The current high end standard is 2-3GB with 4-6GB options being available at the ultra high end.

The reason for this limitation is 2Gb memory chips being the maximum density currently available. PS4 is able to achieve 8GB of memory because 4Gb memory chips will be available when it launches - those chips will also be available to PC GPU's. Thus we can expect a minimum of doubling memory capacity for PC GPU's around the time of PS4's launch. That is 4-6GB standard with 8-12GB high end options. Of course the requirement to maintain parity with the console may may those high end options more common than they are today (since there's no technical limitation stopping their implementation).

Thus when PS4 launches, it's entirely possible the top end PC GPU's may be sprting between 8 and 12GB of local memory.
 
A PC doesn't have to have data either in video memory or on a slow laptop HDD. You can cache data in main ram and transfer it to video memory as required.

For a game like Rage you wouldn't get any benefit to having more than about 1GB of video ram (if even that) and it can easily achieve 1:1 pixel to unique texel ratio at 60 fps.
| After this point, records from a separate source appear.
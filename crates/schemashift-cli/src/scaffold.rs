use std::path::{Path, PathBuf};

use anyhow::{Context, Result, bail};
use chrono::{DateTime, Utc};
use schemashift_config::DatabaseConfig;
use tracing::info;

/// Write a starter config file with placeholder credentials.
pub fn write_config_template(path: &Path, force: bool) -> Result<()> {
    if path.exists() && !force {
        bail!(
            "{} already exists (use --force to overwrite)",
            path.display()
        );
    }

    let yaml = serde_yaml::to_string(&DatabaseConfig::template())
        .context("failed to serialize config template")?;
    std::fs::write(path, &yaml).context(format!("failed to write {}", path.display()))?;

    info!("config template written to {}", path.display());
    Ok(())
}

/// `<14-digit UTC timestamp>_<slug>.sql`
pub fn migration_filename(name: &str, now: DateTime<Utc>) -> Result<String> {
    let slug = name.trim().replace([' ', '-'], "_");
    if slug.is_empty() {
        bail!("migration name cannot be empty");
    }
    if !slug.chars().all(|c| c.is_ascii_alphanumeric() || c == '_') {
        bail!("migration name '{name}' may only contain letters, digits, spaces, '-' and '_'");
    }
    Ok(format!("{}_{slug}.sql", now.format("%Y%m%d%H%M%S")))
}

fn migration_template(name: &str, now: DateTime<Utc>) -> String {
    format!(
        "-- Migration: {name}\n\
         -- Created: {}\n\
         \n\
         -- migrate:up\n\
         \n\
         \n\
         -- migrate:down\n\
         \n",
        now.format("%Y-%m-%d %H:%M:%S UTC")
    )
}

/// Create an empty migration in `dir`, creating the directory if needed.
pub fn create_migration(dir: &Path, name: &str, now: DateTime<Utc>) -> Result<PathBuf> {
    std::fs::create_dir_all(dir)
        .context(format!("failed to create migrations directory {}", dir.display()))?;

    let path = dir.join(migration_filename(name, now)?);
    if path.exists() {
        bail!("{} already exists", path.display());
    }

    std::fs::write(&path, migration_template(name, now))
        .context(format!("failed to write {}", path.display()))?;
    info!("created migration {}", path.display());
    Ok(path)
}
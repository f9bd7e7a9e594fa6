//! Binary brain format
//!
//! All integers and floats are little-endian:
//!
//! ```text
//! magic      4 bytes  "NONG"
//! version    u16      FORMAT_VERSION
//! layers     u32      layer count n
//! shapes     n * (u32 inputs, u32 outputs)
//! params     per layer: outputs*inputs f32 weights (row-major), outputs f32 biases
//! ```
//!
//! Floats are stored bit-exact, so a decoded network equals the encoded one.

use super::network::{Layer, NeuralNetwork};
use crate::error::BrainError;

pub const MAGIC: &[u8; 4] = b"NONG";
pub const FORMAT_VERSION: u16 = 1;

/// Sanity caps so a damaged header cannot request huge allocations
const MAX_LAYERS: usize = 64;
const MAX_WIDTH: usize = 4096;

pub fn serialize(network: &NeuralNetwork) -> Vec<u8> {
    let layers = network.layers();
    let params: usize = layers
        .iter()
        .map(|l| l.weights().len() + l.biases().len())
        .sum();
    let mut out = Vec::with_capacity(10 + layers.len() * 8 + params * 4);

    out.extend_from_slice(MAGIC);
    out.extend_from_slice(&FORMAT_VERSION.to_le_bytes());
    out.extend_from_slice(&(layers.len() as u32).to_le_bytes());
    for layer in layers {
        out.extend_from_slice(&(layer.inputs() as u32).to_le_bytes());
        out.extend_from_slice(&(layer.outputs() as u32).to_le_bytes());
    }
    for layer in layers {
        for value in layer.weights().iter().chain(layer.biases()) {
            out.extend_from_slice(&value.to_le_bytes());
        }
    }
    out
}

pub fn deserialize(bytes: &[u8]) -> Result<NeuralNetwork, BrainError> {
    let mut reader = Reader::new(bytes);

    if reader.take(4)? != MAGIC {
        return Err(corrupt("bad magic"));
    }
    let version = reader.u16()?;
    if version != FORMAT_VERSION {
        return Err(corrupt(format!("unsupported format version {version}")));
    }

    let count = reader.u32()? as usize;
    if count == 0 || count > MAX_LAYERS {
        return Err(corrupt(format!("layer count {count} out of range")));
    }
    let mut shapes = Vec::with_capacity(count);
    for _ in 0..count {
        let inputs = reader.u32()? as usize;
        let outputs = reader.u32()? as usize;
        if inputs == 0 || outputs == 0 || inputs > MAX_WIDTH || outputs > MAX_WIDTH {
            return Err(corrupt(format!("layer shape {inputs}x{outputs} out of range")));
        }
        shapes.push((inputs, outputs));
    }

    let mut layers = Vec::with_capacity(count);
    for (inputs, outputs) in shapes {
        let weights = reader.f32s(inputs * outputs)?;
        let biases = reader.f32s(outputs)?;
        layers.push(Layer::from_parts(inputs, outputs, weights, biases).map_err(into_corrupt)?);
    }
    if reader.remaining() != 0 {
        return Err(corrupt(format!("{} trailing bytes", reader.remaining())));
    }

    NeuralNetwork::from_layers(layers).map_err(into_corrupt)
}

/// Decode and require the given topology (e.g. `[5, 6, 3]`)
pub fn deserialize_expecting(
    bytes: &[u8],
    topology: &[usize],
) -> Result<NeuralNetwork, BrainError> {
    let network = deserialize(bytes)?;
    let found = network.topology();
    if found != topology {
        return Err(corrupt(format!(
            "topology {found:?} does not match expected {topology:?}"
        )));
    }
    Ok(network)
}

fn corrupt(msg: impl Into<String>) -> BrainError {
    BrainError::CorruptBrain(msg.into())
}

fn into_corrupt(err: BrainError) -> BrainError {
    match err {
        BrainError::InvalidTopology(msg) => BrainError::CorruptBrain(msg),
        other => other,
    }
}

struct Reader<'a> {
    bytes: &'a [u8],
    pos: usize,
}

impl<'a> Reader<'a> {
    fn new(bytes: &'a [u8]) -> Self {
        Self { bytes, pos: 0 }
    }

    fn remaining(&self) -> usize {
        self.bytes.len() - self.pos
    }

    fn take(&mut self, n: usize) -> Result<&'a [u8], BrainError> {
        if self.remaining() < n {
            return Err(corrupt(format!(
                "truncated at byte {}: wanted {} more, have {}",
                self.pos,
                n,
                self.remaining()
            )));
        }
        let slice = &self.bytes[self.pos..self.pos + n];
        self.pos += n;
        Ok(slice)
    }

    fn u16(&mut self) -> Result<u16, BrainError> {
        let b = self.take(2)?;
        Ok(u16::from_le_bytes([b[0], b[1]]))
    }

    fn u32(&mut self) -> Result<u32, BrainError> {
        let b = self.take(4)?;
        Ok(u32::from_le_bytes([b[0], b[1], b[2], b[3]]))
    }

    fn f32s(&mut self, n: usize) -> Result<Vec<f32>, BrainError> {
        let raw = self.take(n * 4)?;
        Ok(raw
            .chunks_exact(4)
            .map(|b| f32::from_le_bytes([b[0], b[1], b[2], b[3]]))
            .collect())
    }
}
//! Drawable surface capability and a recording implementation

use glam::Vec2;

/// RGBA color, components in 0-1
#[derive(Debug, Clone, Copy, PartialEq)]
pub struct Color {
    pub r: f32,
    pub g: f32,
    pub b: f32,
    pub a: f32,
}

impl Color {
    pub const BLACK: Color = Color::rgb(0.0, 0.0, 0.0);
    pub const WHITE: Color = Color::rgb(1.0, 1.0, 1.0);
    pub const PADDLE: Color = Color::rgb(0.2, 0.8, 0.4);
    pub const FRAME: Color = Color::rgb(0.3, 0.3, 0.4);

    pub const fn rgb(r: f32, g: f32, b: f32) -> Self {
        Self { r, g, b, a: 1.0 }
    }

    /// Neuron shade for an intensity in 0-1 (dark blue to bright green)
    pub fn intensity(t: f32) -> Self {
        let t = t.clamp(0.0, 1.0);
        Self::rgb(0.1 * (1.0 - t), 0.2 + 0.8 * t, 0.5 * (1.0 - t))
    }
}

/// Axis-aligned rectangle (top-left origin)
#[derive(Debug, Clone, Copy, PartialEq)]
pub struct Rect {
    pub x: f32,
    pub y: f32,
    pub w: f32,
    pub h: f32,
}

impl Rect {
    pub const fn new(x: f32, y: f32, w: f32, h: f32) -> Self {
        Self { x, y, w, h }
    }
}

/// Drawing context for a single frame
pub trait Canvas {
    fn fill_rect(&mut self, rect: Rect, color: Color);
    fn stroke_rect(&mut self, rect: Rect, color: Color);
    fn fill_circle(&mut self, center: Vec2, radius: f32, color: Color);
    fn draw_text(&mut self, pos: Vec2, text: &str, color: Color);
}

/// Platform-provided presentable surface
///
/// The render pass checks `is_prepared` first; an unprepared surface is
/// prepared with the requested buffering depth and that frame is skipped.
pub trait DisplaySurface {
    fn is_prepared(&self) -> bool;
    fn prepare(&mut self, buffers: u32);
    fn size(&self) -> (f32, f32);
    /// Drawing context for the next frame. Valid until `present`.
    fn begin_frame(&mut self) -> &mut dyn Canvas;
    fn present(&mut self);
}

/// A recorded draw call
#[derive(Debug, Clone, PartialEq)]
pub enum DrawCommand {
    FillRect(Rect, Color),
    StrokeRect(Rect, Color),
    Circle { center: Vec2, radius: f32, color: Color },
    Text { pos: Vec2, text: String, color: Color },
}

#[derive(Debug, Default)]
struct CommandBuffer {
    commands: Vec<DrawCommand>,
}

impl Canvas for CommandBuffer {
    fn fill_rect(&mut self, rect: Rect, color: Color) {
        self.commands.push(DrawCommand::FillRect(rect, color));
    }

    fn stroke_rect(&mut self, rect: Rect, color: Color) {
        self.commands.push(DrawCommand::StrokeRect(rect, color));
    }

    fn fill_circle(&mut self, center: Vec2, radius: f32, color: Color) {
        self.commands.push(DrawCommand::Circle {
            center,
            radius,
            color,
        });
    }

    fn draw_text(&mut self, pos: Vec2, text: &str, color: Color) {
        self.commands.push(DrawCommand::Text {
            pos,
            text: text.to_string(),
            color,
        });
    }
}

/// Surface without a window: keeps the last presented frame's commands
#[derive(Debug)]
pub struct HeadlessSurface {
    width: f32,
    height: f32,
    buffers: u32,
    back: CommandBuffer,
    front: Vec<DrawCommand>,
    frames_presented: u64,
}

impl HeadlessSurface {
    pub fn new(width: f32, height: f32) -> Self {
        Self {
            width,
            height,
            buffers: 0,
            back: CommandBuffer::default(),
            front: Vec::new(),
            frames_presented: 0,
        }
    }

    pub fn buffers(&self) -> u32 {
        self.buffers
    }

    pub fn frames_presented(&self) -> u64 {
        self.frames_presented
    }

    /// Commands of the most recently presented frame
    pub fn last_frame(&self) -> &[DrawCommand] {
        &self.front
    }
}

impl DisplaySurface for HeadlessSurface {
    fn is_prepared(&self) -> bool {
        self.buffers > 0
    }

    fn prepare(&mut self, buffers: u32) {
        log::debug!("Headless surface prepared with {} buffers", buffers);
        self.buffers = buffers;
    }

    fn size(&self) -> (f32, f32) {
        (self.width, self.height)
    }

    fn begin_frame(&mut self) -> &mut dyn Canvas {
        self.back.commands.clear();
        &mut self.back
    }

    fn present(&mut self) {
        std::mem::swap(&mut self.front, &mut self.back.commands);
        self.frames_presented += 1;
    }
}
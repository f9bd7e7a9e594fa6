//! Scene rendering
//!
//! Draws one frame of the game onto whatever `DisplaySurface` the platform
//! provides. The first call on a fresh surface only prepares its buffers.

use glam::Vec2;

use crate::consts::SURFACE_BUFFERS;
use crate::platform::{Color, DisplaySurface, Rect};
use crate::sim::GameState;

/// Baseline of the score text, measured from the top edge
pub const SCORE_TEXT_Y: f32 = 80.0;

/// Where the brain's activations are drawn
pub const BRAIN_REGION: Rect = Rect {
    x: 150.0,
    y: 0.0,
    w: 200.0,
    h: 250.0,
};

/// Render `game` and present it. Returns false when the frame was skipped
/// because the surface had to be prepared first.
pub fn render_scene(surface: &mut dyn DisplaySurface, game: &GameState) -> bool {
    if !surface.is_prepared() {
        surface.prepare(SURFACE_BUFFERS);
        return false;
    }

    let (width, height) = surface.size();
    let canvas = surface.begin_frame();
    canvas.fill_rect(Rect::new(0.0, 0.0, width, height), Color::BLACK);

    game.paddle.render(canvas);
    game.ball.render(canvas);
    canvas.draw_text(
        Vec2::new(width / 2.0, SCORE_TEXT_Y),
        &game.score.hits.to_string(),
        Color::WHITE,
    );
    game.paddle.brain().render(canvas, BRAIN_REGION);

    surface.present();
    true
}
//! Background brain saves
//!
//! The loop thread hands over cloned snapshots through a channel of capacity
//! one. A snapshot offered while another is queued is dropped; the next
//! report interval offers a fresher one anyway.

use std::io;
use std::sync::mpsc::{Receiver, SyncSender, TrySendError, sync_channel};
use std::thread::{Builder, JoinHandle};

use super::BrainStore;
use crate::brain::NeuralNetwork;

pub struct SaveWorker {
    tx: Option<SyncSender<NeuralNetwork>>,
    handle: Option<JoinHandle<()>>,
    name: String,
}

impl SaveWorker {
    /// Start the writer thread for brain `name` in `store`
    pub fn spawn(store: BrainStore, name: impl Into<String>) -> io::Result<Self> {
        let name = name.into();
        let (tx, rx) = sync_channel(1);
        let thread_name = name.clone();
        let handle = Builder::new()
            .name("nong-save".to_string())
            .spawn(move || write_snapshots(store, &thread_name, rx))?;
        Ok(Self {
            tx: Some(tx),
            handle: Some(handle),
            name,
        })
    }

    /// Queue a snapshot without blocking. Returns false if it was dropped.
    pub fn try_submit(&self, snapshot: NeuralNetwork) -> bool {
        let Some(tx) = &self.tx else {
            return false;
        };
        match tx.try_send(snapshot) {
            Ok(()) => true,
            Err(TrySendError::Full(_)) => {
                log::debug!("Save of {} still pending, skipping snapshot", self.name);
                false
            }
            Err(TrySendError::Disconnected(_)) => {
                log::warn!("Save worker for {} is gone", self.name);
                false
            }
        }
    }

    /// Flush an optional last snapshot and wait for every pending write
    pub fn shutdown(mut self, last: Option<NeuralNetwork>) {
        if let (Some(tx), Some(snapshot)) = (&self.tx, last) {
            // Blocks only while one earlier snapshot is still queued
            if tx.send(snapshot).is_err() {
                log::warn!("Save worker for {} exited before the final save", self.name);
            }
        }
        self.join();
    }

    fn join(&mut self) {
        self.tx.take();
        if let Some(handle) = self.handle.take() {
            if handle.join().is_err() {
                log::warn!("Save worker for {} panicked", self.name);
            }
        }
    }
}

impl Drop for SaveWorker {
    fn drop(&mut self) {
        self.join();
    }
}

fn write_snapshots(store: BrainStore, name: &str, rx: Receiver<NeuralNetwork>) {
    for snapshot in rx {
        match store.save(&snapshot, name) {
            Ok(()) => log::debug!("Brain saved to {}", store.path_for(name).display()),
            Err(e) => log::warn!("Failed to save brain {}: {}", name, e),
        }
    }
}
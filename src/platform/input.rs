//! Thread-safe key state buffer
//!
//! Platform callbacks call `press`/`release` from their own thread. The loop
//! calls `update` once per tick and reads the snapshot, so a key held for
//! less than a tick is still observed exactly once.

use std::sync::Arc;
use std::sync::atomic::{AtomicU8, Ordering};

#[derive(Debug, Clone, Copy, PartialEq, Eq)]
pub enum Key {
    Up,
    Down,
    W,
    S,
}

impl Key {
    fn bit(self) -> u8 {
        match self {
            Key::Up => 1,
            Key::Down => 1 << 1,
            Key::W => 1 << 2,
            Key::S => 1 << 3,
        }
    }
}

/// Keys observed during one tick
#[derive(Debug, Clone, Copy, Default, PartialEq, Eq)]
pub struct KeySnapshot(u8);

impl KeySnapshot {
    pub fn is_down(&self, key: Key) -> bool {
        self.0 & key.bit() != 0
    }
}

#[derive(Debug, Default)]
struct KeyBits {
    /// Currently held
    held: AtomicU8,
    /// Pressed since the last snapshot (catches taps shorter than a tick)
    latched: AtomicU8,
}

/// Cloneable handle onto shared key state
#[derive(Debug, Clone, Default)]
pub struct Keyboard {
    bits: Arc<KeyBits>,
    snapshot: KeySnapshot,
}

impl Keyboard {
    pub fn new() -> Self {
        Self::default()
    }

    pub fn press(&self, key: Key) {
        self.bits.held.fetch_or(key.bit(), Ordering::AcqRel);
        self.bits.latched.fetch_or(key.bit(), Ordering::AcqRel);
    }

    pub fn release(&self, key: Key) {
        self.bits.held.fetch_and(!key.bit(), Ordering::AcqRel);
    }

    /// Take this tick's snapshot
    pub fn update(&mut self) -> KeySnapshot {
        let latched = self.bits.latched.swap(0, Ordering::AcqRel);
        let held = self.bits.held.load(Ordering::Acquire);
        self.snapshot = KeySnapshot(held | latched);
        self.snapshot
    }

    pub fn is_down(&self, key: Key) -> bool {
        self.snapshot.is_down(key)
    }
}
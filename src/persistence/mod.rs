//! Brain files on disk
//!
//! Each brain lives at `<dir>/<name>.brain` in the binary format from
//! `brain::codec`. Writes go to a sibling `.tmp` file that is synced and then
//! renamed over the target, so a crash mid-save never leaves a torn file.

pub mod worker;

pub use worker::SaveWorker;

use std::fs::{self, File};
use std::io::{self, Write};
use std::path::{Path, PathBuf};

use crate::brain::{self, NeuralNetwork};
use crate::error::BrainError;

/// File extension for persisted brains
pub const BRAIN_EXTENSION: &str = "brain";

/// Directory of named brain files
#[derive(Debug, Clone)]
pub struct BrainStore {
    dir: PathBuf,
}

impl BrainStore {
    pub fn new(dir: impl Into<PathBuf>) -> Self {
        Self { dir: dir.into() }
    }

    pub fn dir(&self) -> &Path {
        &self.dir
    }

    pub fn path_for(&self, name: &str) -> PathBuf {
        self.dir.join(format!("{name}.{BRAIN_EXTENSION}"))
    }

    fn temp_path_for(&self, name: &str) -> PathBuf {
        self.dir.join(format!("{name}.{BRAIN_EXTENSION}.tmp"))
    }

    pub fn exists(&self, name: &str) -> bool {
        self.path_for(name).is_file()
    }

    /// Read and decode a brain
    pub fn load(&self, name: &str) -> Result<NeuralNetwork, BrainError> {
        let bytes = self.read(name)?;
        brain::deserialize(&bytes)
    }

    /// Read a brain that must have exactly `topology`
    pub fn load_expecting(
        &self,
        name: &str,
        topology: &[usize],
    ) -> Result<NeuralNetwork, BrainError> {
        let bytes = self.read(name)?;
        brain::deserialize_expecting(&bytes, topology)
    }

    fn read(&self, name: &str) -> Result<Vec<u8>, BrainError> {
        let path = self.path_for(name);
        fs::read(&path).map_err(|e| match e.kind() {
            io::ErrorKind::NotFound => BrainError::NotFound(path),
            _ => BrainError::Io(e),
        })
    }

    /// Atomically replace `<name>.brain` with `network`
    pub fn save(&self, network: &NeuralNetwork, name: &str) -> Result<(), BrainError> {
        fs::create_dir_all(&self.dir)?;
        let bytes = network.serialize();
        let tmp = self.temp_path_for(name);
        {
            let mut file = File::create(&tmp)?;
            file.write_all(&bytes)?;
            file.sync_all()?;
        }
        let path = self.path_for(name);
        if let Err(e) = fs::rename(&tmp, &path) {
            fs::remove_file(&tmp).ok();
            return Err(e.into());
        }
        log::debug!("Saved brain ({} bytes) to {}", bytes.len(), path.display());
        Ok(())
    }
}

#[cfg(test)]
pub(crate) mod test_support {
    use std::path::PathBuf;
    use std::time::{SystemTime, UNIX_EPOCH};

    /// Unique scratch directory under the system temp dir
    pub fn scratch_dir(tag: &str) -> PathBuf {
        let nanos = SystemTime::now()
            .duration_since(UNIX_EPOCH)
            .map(|d| d.subsec_nanos())
            .unwrap_or(0);
        std::env::temp_dir().join(format!("nong-{tag}-{}-{nanos}", std::process::id()))
    }
}

#[cfg(test)]
mod tests {
    use super::test_support::scratch_dir;
    use super::*;

    #[test]
    fn test_missing_brain_is_not_found() {
        let store = BrainStore::new(scratch_dir("missing"));
        assert!(!store.exists("brain"));
        match store.load("brain") {
            Err(BrainError::NotFound(path)) => assert_eq!(path, store.path_for("brain")),
            other => panic!("expected NotFound, got {:?}", other),
        }
    }

    #[test]
    fn test_save_then_load_returns_same_network() {
        let dir = scratch_dir("save");
        let store = BrainStore::new(&dir);
        let network = NeuralNetwork::new(&[5, 6, 3], 11).unwrap();

        store.save(&network, "brain").unwrap();
        assert!(store.exists("brain"));
        assert!(!dir.join("brain.brain.tmp").exists());

        let loaded = store.load_expecting("brain", &[5, 6, 3]).unwrap();
        fs::remove_dir_all(&dir).ok();
        assert_eq!(loaded, network);
    }

    #[test]
    fn test_save_replaces_existing_file() {
        let dir = scratch_dir("replace");
        let store = BrainStore::new(&dir);
        let first = NeuralNetwork::new(&[5, 6, 3], 1).unwrap();
        let second = NeuralNetwork::new(&[5, 6, 3], 2).unwrap();

        store.save(&first, "brain").unwrap();
        store.save(&second, "brain").unwrap();

        let loaded = store.load("brain").unwrap();
        fs::remove_dir_all(&dir).ok();
        assert_eq!(loaded, second);
    }

    #[test]
    fn test_garbage_file_is_corrupt() {
        let dir = scratch_dir("garbage");
        let store = BrainStore::new(&dir);
        fs::create_dir_all(&dir).unwrap();
        fs::write(store.path_for("brain"), b"not a brain").unwrap();

        let result = store.load("brain");
        fs::remove_dir_all(&dir).ok();
        assert!(matches!(result, Err(BrainError::CorruptBrain(_))));
    }

    #[test]
    fn test_wrong_topology_is_rejected() {
        let dir = scratch_dir("topology");
        let store = BrainStore::new(&dir);
        store
            .save(&NeuralNetwork::new(&[5, 4, 3], 3).unwrap(), "brain")
            .unwrap();

        let result = store.load_expecting("brain", &[5, 6, 3]);
        fs::remove_dir_all(&dir).ok();
        assert!(result.is_err());
    }
}
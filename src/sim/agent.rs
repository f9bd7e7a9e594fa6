//! What the brain sees and how its outputs become moves
//!
//! Observation (5 values, roughly in [-1, 1]):
//! `[ball_x, ball_y, cos(direction), sin(direction), paddle_center_y]`,
//! positions scaled from field pixels to [-1, 1].
//!
//! Decision (3 outputs): `[up, stay, down]`, argmax wins.

use super::state::{Ball, Field};
use crate::consts::{DECISION_WIDTH, OBSERVATION_WIDTH};
use crate::platform::{Key, KeySnapshot};

#[derive(Debug, Clone, Copy, PartialEq, Eq)]
pub enum Move {
    Up,
    Stay,
    Down,
}

impl Move {
    pub const ALL: [Move; DECISION_WIDTH] = [Move::Up, Move::Stay, Move::Down];

    pub fn index(self) -> usize {
        match self {
            Move::Up => 0,
            Move::Stay => 1,
            Move::Down => 2,
        }
    }

    /// Vertical direction in screen space (up is negative y)
    pub fn dy(self) -> f32 {
        match self {
            Move::Up => -1.0,
            Move::Stay => 0.0,
            Move::Down => 1.0,
        }
    }

    /// Argmax over the decision outputs; ties go to the lower index
    pub fn from_outputs(outputs: &[f32]) -> Move {
        let mut best = 0;
        for (i, &v) in outputs.iter().enumerate().take(DECISION_WIDTH) {
            if v > outputs[best] {
                best = i;
            }
        }
        Move::ALL[best]
    }
}

/// Brain widths for a given hidden layer size
pub fn brain_topology(hidden: usize) -> [usize; 3] {
    [OBSERVATION_WIDTH, hidden, DECISION_WIDTH]
}

/// Build the observation vector for a paddle whose center is at `paddle_y`
pub fn observe(ball: &Ball, paddle_y: f32, field: &Field) -> [f32; OBSERVATION_WIDTH] {
    [
        ball.pos.x / field.width * 2.0 - 1.0,
        ball.pos.y / field.height * 2.0 - 1.0,
        ball.angle.cos(),
        ball.angle.sin(),
        paddle_y / field.height * 2.0 - 1.0,
    ]
}

/// The move that closes `distance` (ball y minus paddle center).
///
/// Within a quarter of the paddle height the paddle should hold still.
pub fn target_move(distance: f32, paddle_height: f32) -> Move {
    let dead_zone = paddle_height / 4.0;
    if distance < -dead_zone {
        Move::Up
    } else if distance > dead_zone {
        Move::Down
    } else {
        Move::Stay
    }
}

/// Per-output errors pushing the target unit toward +1 and the rest toward -1
pub fn learning_errors(outputs: &[f32], target: Move, magnitude: f32) -> [f32; DECISION_WIDTH] {
    let mut errors = [0.0; DECISION_WIDTH];
    for (i, (error, &out)) in errors.iter_mut().zip(outputs).enumerate() {
        let wanted = if i == target.index() { 1.0 } else { -1.0 };
        *error = (wanted - out) * magnitude;
    }
    errors
}

/// Manual override from the keyboard: Up/W and Down/S, both or neither hold still
pub fn manual_move(keys: KeySnapshot) -> Option<Move> {
    let up = keys.is_down(Key::Up) || keys.is_down(Key::W);
    let down = keys.is_down(Key::Down) || keys.is_down(Key::S);
    match (up, down) {
        (true, false) => Some(Move::Up),
        (false, true) => Some(Move::Down),
        (true, true) => Some(Move::Stay),
        (false, false) => None,
    }
}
Even PCI-E 1 is plenty fast enough to transfer all the texture data you'll need for upcoming frames, just so long as you don't try and swap in 500 MB of textures between one frame and the next.

It's unfortunate that PCs are expected to load vast swathes of data that won't be needed for aeons into small amounts of video ram, while the vast majority of main ram goes unused.
 
I'd be disapointed if a next gen game had the same graphics rage does. As soon as you throw in some dynamic lighting, less static environments, better shaders, better post, more transparancies and what not, the needed memory will rapidly increase.
 
Thus when PS4 launches, it's entirely possible the top end PC GPU's may be sprting between 8 and 12GB of local memory.

Currently the top is the Geforce Titan at $999 with 6GB. 2 less than the PS4.

Then I see on newegg there are some 670 and 680 with 4GB, though they are at a significant price premium. Then of course the 7970-50 at 3GB.

I think it will be a while before the standard enthusiast GPU will be sporting 8GB. Again that "standard" right now is 2GB (7850, 7870, 660TI, 660, 650 TI Boost, most 680, 670, etc).

I'm not convinced the standard mid-class enthusiast GPU will move to 4GB next gen, and there's no clear direction when "next gen" of GPU's comes either (it may not even be 2013 according to rumors). But even if it does, that's still half of PS4.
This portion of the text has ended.